9 de julio 2008 - 00:00

El gobierno estaría a punto de intervenir Aerolíneas Argentinas

Ricardo Jaime
Ricardo Jaime
El gobierno estaría considerando intervenir Aerolíneas-Argentinas, con lo que el español Grupo Marsans saldría de la empresa y se abriría un nuevo frente de tormenta en la relación con España. La posible intervención -léase toma de control-se la habría adelantado el secretario de Transporte, Ricardo Jaime, a varios de los gremios aeronáuticos, a los que citó ayer a su despacho, uno por uno.

Algunos de ellos concurrieron a última hora por haber participado en la asamblea de la CGT en la que resultó reelecto Hugo Moyano.
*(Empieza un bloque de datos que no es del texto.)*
//! Blocking subprocess execution with a hard timeout.

use std::io::{Read, Seek, SeekFrom};
use std::path::Path;
use std::process::{Child, Command, ExitStatus, Stdio};
use std::time::{Duration, Instant};

use crate::error::TranscodeError;

const POLL_INTERVAL: Duration = Duration::from_millis(25);
const STDERR_TAIL_BYTES: usize = 2048;

/// Run `cmd` to completion, killing it after `timeout`.
///
/// stdout is discarded and stderr is spooled to an anonymous temp file so a
/// chatty child can never block on a full pipe. A non-zero exit becomes
/// `TranscodeError::ExitStatus` carrying the tail of stderr.
pub fn run_with_timeout(cmd: &mut Command, timeout: Duration) -> Result<(), TranscodeError> {
    let program = cmd.get_program().to_string_lossy().to_string();
    let mut stderr_file = tempfile::tempfile()?;

    let mut child = cmd
        .stdin(Stdio::null())
        .stdout(Stdio::null())
        .stderr(Stdio::from(stderr_file.try_clone()?))
        .spawn()
        .map_err(|source| TranscodeError::Spawn {
            program: program.clone(),
            source,
        })?;

    let started = Instant::now();
    let status: ExitStatus = loop {
        match child.try_wait() {
            Ok(Some(status)) => break status,
            Ok(None) => {}
            Err(e) => {
                kill_and_reap(&mut child);
                return Err(e.into());
            }
        }
        if started.elapsed() >= timeout {
            log::warn!("{} exceeded {}s, killing", program, timeout.as_secs_f64());
            kill_and_reap(&mut child);
            return Err(TranscodeError::TimedOut { program, timeout });
        }
        std::thread::sleep(POLL_INTERVAL);
    };

    if status.success() {
        return Ok(());
    }

    stderr_file.seek(SeekFrom::Start(0))?;
    let mut raw = Vec::new();
    stderr_file.read_to_end(&mut raw)?;
    // ffmpeg output is not guaranteed to be UTF-8
    let text = String::from_utf8_lossy(&raw);
    let tail_start = text.len().saturating_sub(STDERR_TAIL_BYTES);
    let tail_start = (tail_start..text.len())
        .find(|&i| text.is_char_boundary(i))
        .unwrap_or(text.len());

    Err(TranscodeError::ExitStatus {
        program,
        code: status.code(),
        stderr: text[tail_start..].trim().to_string(),
    })
}

/// Kill a child we are abandoning and collect its exit status.
fn kill_and_reap(child: &mut Child) {
    child.kill().ok();
    child.wait().ok();
}

/// True if `path` is an existing file with at least one byte.
pub fn is_nonempty_file(path: &Path) -> bool {
    path.metadata()
        .map(|m| m.is_file() && m.len() > 0)
        .unwrap_or(false)
}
Muchos de esos gremios forman parte de la coordinadora de los sindicatos de transporte que inspira el camionero y encabeza el taxista Jorge Omar Viviani.

La medida se justificaría en el no pago de los sueldos de junio, originada en la obvia y más que grave crisis financiera de Aerolíneas/Austral. La empresa logró pagar el viernes pasado el medio aguinaldo con un préstamo bancario, pero habría admitido «estar buscando los fondos» para hacer frente al pago de los salarios de junio.

Esto provocó que ayer dos de sus gremios, APA (personal de tierra) y APTA -que comanda Ricardo Cirielli, enemigo declarado de Jaime-realizaran paros y «asambleas informativas» que terminaron afectando a las víctimas de siempre: los pasajeros. Las asambleas se prolongaron desde las 15 hasta pasadas las 19, afectando a diez vuelos desde Aeroparque y seis que debían partir desde Ezeiza.

Una versión -que ya había adelantado este diario el lunesindicaba incluso la posibilidad de que algunos de sus numerosos acreedores pidieran la quiebra de Aerolíneas; ayer la versión sindicaba a Aeropuertos Argentina 2000 (que, según la operadora de terminales aéreas, tendría una acreencia con Aerolíneas cercana a los $ 60 millones) como presentando el pedido de quiebra, versión que fue desmentida de manera tajante por voceros de la empresa de Eduardo Eurnekian.

Ayer desde el gobierno les habrían informado a los gremios que «los sueldos se pagarán a más tardar el jueves», obviamente con fondos que surgirán de las arcas públicas.¿El pago lo harán los ejecutivos de Aerolíneas o los interventores oficiales? Es una incógnita que quizás se revele en las próximas horas.

«Si estás por separarte de tu mujer, antes de irte de tu casa, ¿le construís el quincho y la pileta?» La ironía de un alto dirigente de uno de los gremios aeronáuticos apuntaba a explicar por qué el Grupo Marsans dejó de aportar fondos a Aerolíneas Argentinas/ Austral, lo que está poniendo a la aérea al borde de una crisis terminal.

  • Inviable

    Si bien Marsans reiteradamente expresó su voluntad de permanecer al frente de Aerolíneas/Austral, la doble tenaza que conformaron la acción de algunos gremios (encabezados por el de pilotos, APLA) más el congelamiento de tarifas durante un lustro, período en el cual el combustible se quintuplicó(representa 70% de los costos de la aerolínea) hizo inviable la operación. Tarde habrían llegado entonces los retoques al cuadro tarifario y el subsidio al combustible acordados por Jaime hace menos de un mes.

    Ambas partes -Transporte y APLA-parecían apuntar al mismo objetivo, que estaría por cumplirse: la reestatización del grupo aéreo, con la posibilidad de la entrada de un grupo empresario «nacional». Y si bien este rol parecía asignado a Juan Carlos López Mena, dueño de Buquebús, la posibilidad de que sea Eurnekian el socio argentino; de ser cierta la especie, el empresario concretaría su vieja aspiración de operar Aerolíneas -que es, además, el principal cliente de Aeropuertos Argentina 2000-, algo que no pudo concretar a fines de 2001, cuando el proceso licitatorio culminó con la venta a Air Comet, conformado por Marsans y el empresario-Antonio Mata.

    La versión habla, incluso, de que la empresa podría cesar sus operaciones por dos semanas para poner en orden sus cuentas y -sobre todo-recuperar parte de su flota que no está volando por falta de repuestos y mantenimiento. En el caso de Austral, su flota de 22 aeronaves está reducida a ocho, y el mes próximo quedaría en tierra una más. Esto, es obvio decirlo, impide que la empresa se haga de fondos vendiendo pasajes porque no tiene aeronaves para satisfacer la demanda.